**** Information supplied

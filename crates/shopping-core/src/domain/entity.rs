//! Domain Layer - Core Entity Trait
//!
//! Every list and item carries a numeric id. Ids are millisecond timestamps,
//! which keeps them compatible with data written by earlier versions.

use chrono::{DateTime, Utc};

pub type ListId = u64;
pub type ItemId = u64;

/// Core trait for all domain entities
pub trait Entity: Sized + Send + Sync + Clone {
    /// The type of the entity's unique identifier
    type Id: Copy + Eq + std::hash::Hash + Send + Sync;

    /// Returns the entity's unique identifier
    fn id(&self) -> Self::Id;
}

/// First entity with the given id
pub fn find_by_id<T: Entity>(entities: &[T], id: T::Id) -> Option<&T> {
    entities.iter().find(|entity| entity.id() == id)
}

/// First entity with the given id, mutable
pub fn find_by_id_mut<T: Entity>(entities: &mut [T], id: T::Id) -> Option<&mut T> {
    entities.iter_mut().find(|entity| entity.id() == id)
}

/// Largest id handed out or kept: ids must stay exact as JavaScript numbers.
pub const MAX_ID: u64 = (1 << 53) - 1;

/// Hands out strictly increasing ids derived from the wall clock.
///
/// Two ids requested within the same millisecond (or after the clock moved
/// backwards) get `last + 1` instead of a duplicate.
#[derive(Debug, Clone, Default, PartialEq, Eq)]
pub struct IdGenerator {
    last: u64,
}

impl IdGenerator {
    pub fn next(&mut self, now: DateTime<Utc>) -> u64 {
        let millis = u64::try_from(now.timestamp_millis()).unwrap_or(0);
        let id = millis.max(self.last + 1).min(MAX_ID);
        self.last = id;
        id
    }

    /// Next id after everything issued or observed so far
    pub fn next_unused(&mut self) -> u64 {
        self.last = (self.last + 1).min(MAX_ID);
        self.last
    }

    /// Whether `id` can be kept as is. Zero means "missing" and anything at
    /// or above [`MAX_ID`] would leave no room for later ids.
    pub fn accepts(id: u64) -> bool {
        id != 0 && id < MAX_ID
    }

    /// Make sure every future id is greater than `id`. Ids that
    /// [`accepts`](Self::accepts) rejects are ignored.
    pub fn observe(&mut self, id: u64) {
        if Self::accepts(id) {
            self.last = self.last.max(id);
        }
    }
}

#[cfg(test)]
mod tests {
    use super::*;
    use chrono::TimeZone;

    #[test]
    fn test_ids_follow_clock() {
        let mut ids = IdGenerator::default();
        let now = Utc.timestamp_millis_opt(1_700_000_000_000).unwrap();
        assert_eq!(ids.next(now), 1_700_000_000_000);
    }

    #[test]
    fn test_same_millisecond_does_not_collide() {
        let mut ids = IdGenerator::default();
        let now = Utc.timestamp_millis_opt(1_700_000_000_000).unwrap();
        let a = ids.next(now);
        let b = ids.next(now);
        assert_eq!(b, a + 1);
    }

    #[test]
    fn test_observe_skips_past_loaded_ids() {
        let mut ids = IdGenerator::default();
        ids.observe(5_000);
        let early = Utc.timestamp_millis_opt(10).unwrap();
        assert_eq!(ids.next(early), 5_001);
    }

    #[test]
    fn test_out_of_range_ids_are_not_observed() {
        let mut ids = IdGenerator::default();
        ids.observe(u64::MAX);
        ids.observe(MAX_ID);
        let now = Utc.timestamp_millis_opt(1_700_000_000_000).unwrap();
        assert_eq!(ids.next(now), 1_700_000_000_000);
        assert!(!IdGenerator::accepts(0));
        assert!(!IdGenerator::accepts(u64::MAX));
        assert!(IdGenerator::accepts(MAX_ID - 1));
    }

    #[test]
    fn test_generator_never_exceeds_max_id() {
        let mut ids = IdGenerator::default();
        ids.observe(MAX_ID - 1);
        let now = Utc.timestamp_millis_opt(0).unwrap();
        assert_eq!(ids.next(now), MAX_ID);
        assert_eq!(ids.next(now), MAX_ID);
        assert_eq!(ids.next_unused(), MAX_ID);
    }

    #[test]
    fn test_next_unused_follows_observed() {
        let mut ids = IdGenerator::default();
        ids.observe(41);
        assert_eq!(ids.next_unused(), 42);
        assert_eq!(ids.next_unused(), 43);
    }
}
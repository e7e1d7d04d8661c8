//! New List Modal Component
//!
//! Dialog asking for the name of a new list. Blank names keep it open.

use chrono::Utc;
use leptos::prelude::*;
use web_sys::KeyboardEvent;

use crate::context::use_app_context;
use crate::store::{close_new_list_modal, use_view_store, ViewStateStoreFields};

#[component]
pub fn NewListModal() -> impl IntoView {
    let ctx = use_app_context();
    let view_store = use_view_store();

    let create = move || {
        let name = view_store.new_list_name().get_untracked();
        if ctx.apply(|s| s.create_list(&name, Utc::now())).flatten().is_some() {
            close_new_list_modal(&view_store);
        }
    };

    view! {
        <Show when=move || view_store.show_new_list_modal().get()>
            <div class="modal-backdrop">
                <div class="modal">
                    <h3>"Создать новый список"</h3>
                    <input
                        type="text"
                        placeholder="Название списка"
                        prop:value=move || view_store.new_list_name().get()
                        on:input=move |ev| *view_store.new_list_name().write() = event_target_value(&ev)
                        on:keydown=move |ev: KeyboardEvent| {
                            if ev.key() == "Enter" {
                                create();
                            }
                        }
                    />
                    <div class="modal-actions">
                        <button class="primary-btn" on:click=move |_| create()>"Создать"</button>
                        <button class="secondary-btn" on:click=move |_| close_new_list_modal(&view_store)>
                            "Отмена"
                        </button>
                    </div>
                </div>
            </div>
        </Show>
    }
}
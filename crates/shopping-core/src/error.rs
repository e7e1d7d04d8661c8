//! Error types shared by the core crate.

use thiserror::Error;

pub type Result<T> = std::result::Result<T, ShoppingError>;

#[derive(Debug, Error)]
pub enum ShoppingError {
    #[error("storage error: {0}")]
    Storage(String),
    #[error("json error: {0}")]
    Json(#[from] serde_json::Error),
    #[error("import failed: {0}")]
    Import(String),
}
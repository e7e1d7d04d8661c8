//! Console Logger
//!
//! `log` backend that forwards records to the browser console.

use log::{Level, LevelFilter, Log, Metadata, Record};
use wasm_bindgen::JsValue;
use web_sys::console;

struct ConsoleLogger;

static LOGGER: ConsoleLogger = ConsoleLogger;

impl Log for ConsoleLogger {
    fn enabled(&self, metadata: &Metadata) -> bool {
        metadata.level() <= log::max_level()
    }

    fn log(&self, record: &Record) {
        if !self.enabled(record.metadata()) {
            return;
        }
        let message = JsValue::from_str(&format!("[{}] {}", record.target(), record.args()));
        match record.level() {
            Level::Error => console::error_1(&message),
            Level::Warn => console::warn_1(&message),
            Level::Info => console::info_1(&message),
            Level::Debug | Level::Trace => console::debug_1(&message),
        }
    }

    fn flush(&self) {}
}

/// Install the console logger. Calling it twice keeps the first logger.
pub fn init(level: LevelFilter) {
    if log::set_logger(&LOGGER).is_ok() {
        log::set_max_level(level);
    }
}
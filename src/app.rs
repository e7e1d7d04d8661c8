//! Shopping List Frontend App
//!
//! Main application component: header, list sidebar and the active list.

use leptos::prelude::*;
use reactive_stores::Store;
use shopping_core::{Config, Session};

use crate::components::{
    AppHeader, EmptyState, ItemTable, ListSidebar, ListSummary, NewListModal, Notice,
};
use crate::context::AppContext;
use crate::storage::BrowserStorage;
use crate::store::ViewState;

#[component]
pub fn App() -> impl IntoView {
    let config = Config::default();
    let session = Session::open(BrowserStorage, &config);

    // Provide context to all children
    let ctx = AppContext::new(session);
    provide_context(ctx);
    provide_context(Store::new(ViewState::default()));

    let has_active_list = move || ctx.with_state(|s| s.active_list_id().is_some());

    view! {
        <div class="app-layout">
            <AppHeader />
            <div class="app-body">
                <ListSidebar />
                <main class="main-content">
                    <Show when=has_active_list fallback=|| view! { <EmptyState /> }>
                        <ListSummary />
                        <ItemTable />
                    </Show>
                </main>
            </div>
            <NewListModal />
            <Notice />
        </div>
    }
}
//! Item Entity
//!
//! One line of a shopping list. Price, quantity and total are kept
//! consistent by applying edits through [`ItemEdit`].

use serde::{Deserialize, Deserializer, Serialize, Serializer};

use super::entity::{Entity, ItemId};
use super::lenient::{self, coerce_amount, parse_amount};

/// Unit of measure
#[derive(Debug, Clone, PartialEq, Eq, Default)]
pub enum Unit {
    /// Pieces
    #[default]
    Piece,
    Kilogram,
    Liter,
    /// Packs
    Package,
    /// Label not known to this version, kept as it was stored
    Other(String),
}

impl Unit {
    /// Units offered by the unit selector, in display order
    pub const CHOICES: [Unit; 4] = [Unit::Piece, Unit::Kilogram, Unit::Liter, Unit::Package];

    /// Selector entries for an item currently measured in `current`: the
    /// standard choices, followed by `current` itself when it is not one of them
    pub fn options_for(current: &Unit) -> Vec<Unit> {
        let mut options = Self::CHOICES.to_vec();
        if matches!(current, Unit::Other(_)) {
            options.push(current.clone());
        }
        options
    }

    pub fn label(&self) -> &str {
        match self {
            Unit::Piece => "шт",
            Unit::Kilogram => "кг",
            Unit::Liter => "л",
            Unit::Package => "упак",
            Unit::Other(label) => label,
        }
    }

    pub fn from_label(label: &str) -> Self {
        match label {
            "шт" => Unit::Piece,
            "кг" => Unit::Kilogram,
            "л" => Unit::Liter,
            "упак" => Unit::Package,
            other => Unit::Other(other.to_string()),
        }
    }
}

impl std::fmt::Display for Unit {
    fn fmt(&self, f: &mut std::fmt::Formatter<'_>) -> std::fmt::Result {
        f.write_str(self.label())
    }
}

impl Serialize for Unit {
    fn serialize<S: Serializer>(&self, serializer: S) -> Result<S::Ok, S::Error> {
        serializer.serialize_str(self.label())
    }
}

impl<'de> Deserialize<'de> for Unit {
    fn deserialize<D: Deserializer<'de>>(deserializer: D) -> Result<Self, D::Error> {
        lenient::unit(deserializer)
    }
}

fn default_quantity() -> f64 {
    1.0
}

/// A shopping list line
#[derive(Debug, Clone, PartialEq, Serialize, Deserialize)]
#[serde(rename_all = "camelCase")]
pub struct Item {
    /// Unique within its list; 0 means the source data had no usable id
    #[serde(default, deserialize_with = "lenient::id")]
    pub id: ItemId,
    #[serde(default, deserialize_with = "lenient::text")]
    pub name: String,
    #[serde(default, deserialize_with = "lenient::amount")]
    pub price_per_unit: f64,
    #[serde(default = "default_quantity", deserialize_with = "lenient::amount")]
    pub quantity: f64,
    #[serde(default)]
    pub unit: Unit,
    #[serde(default, deserialize_with = "lenient::amount")]
    pub total_price: f64,
}

impl Item {
    /// A blank line: no name, one piece at zero price
    pub fn new(id: ItemId) -> Self {
        Self {
            id,
            name: String::new(),
            price_per_unit: 0.0,
            quantity: 1.0,
            unit: Unit::default(),
            total_price: 0.0,
        }
    }

    /// Apply a single field edit and re-derive the dependent amount.
    ///
    /// Price or quantity edits recompute the total. A total edit back-derives
    /// the unit price, but only while the quantity is positive; at quantity 0
    /// the price stays as it was.
    pub fn apply(&mut self, edit: ItemEdit) {
        match edit {
            ItemEdit::Name(name) => self.name = name,
            ItemEdit::Unit(unit) => self.unit = unit,
            ItemEdit::Price(price) => {
                self.price_per_unit = coerce_amount(price);
                self.total_price = self.price_per_unit * self.quantity;
            }
            ItemEdit::Quantity(quantity) => {
                self.quantity = coerce_amount(quantity);
                self.total_price = self.price_per_unit * self.quantity;
            }
            ItemEdit::Total(total) => {
                self.total_price = coerce_amount(total);
                if self.quantity > 0.0 {
                    self.price_per_unit = self.total_price / self.quantity;
                }
            }
        }
    }
}

impl Entity for Item {
    type Id = ItemId;

    fn id(&self) -> Self::Id {
        self.id
    }
}

/// Which input of an item row was edited
#[derive(Debug, Clone, Copy, PartialEq, Eq)]
pub enum ItemField {
    Name,
    Price,
    Quantity,
    Unit,
    Total,
}

/// A tagged edit of one item field.
///
/// The variant, not the set of changed keys, decides which amount is derived.
#[derive(Debug, Clone, PartialEq)]
pub enum ItemEdit {
    Name(String),
    Price(f64),
    Quantity(f64),
    Unit(Unit),
    Total(f64),
}

impl ItemEdit {
    /// Build an edit from raw input text. Numeric fields never fail:
    /// unparseable text becomes 0.
    pub fn parse(field: ItemField, raw: &str) -> Self {
        match field {
            ItemField::Name => ItemEdit::Name(raw.to_string()),
            ItemField::Unit => ItemEdit::Unit(Unit::from_label(raw)),
            ItemField::Price => ItemEdit::Price(parse_amount(raw)),
            ItemField::Quantity => ItemEdit::Quantity(parse_amount(raw)),
            ItemField::Total => ItemEdit::Total(parse_amount(raw)),
        }
    }
}
//! Repository Layer
//!
//! The whole list collection is stored as one JSON array under a single
//! key of a key-value store (browser localStorage in the app, a map in
//! tests).

mod list_repo;
mod memory;
mod traits;

pub use list_repo::ListRepository;
pub use memory::MemoryStore;
pub use traits::KeyValueStore;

********

Your instructions =
Which lines hold the string "when"? Copy all of them from the data above.

Solution for this task =
        <Show when=move || view_store.show_new_list_modal().get()>
                    <Show when=has_active_list fallback=|| view! { <EmptyState /> }>
    /// standard choices, followed by `current` itself when it is not one of them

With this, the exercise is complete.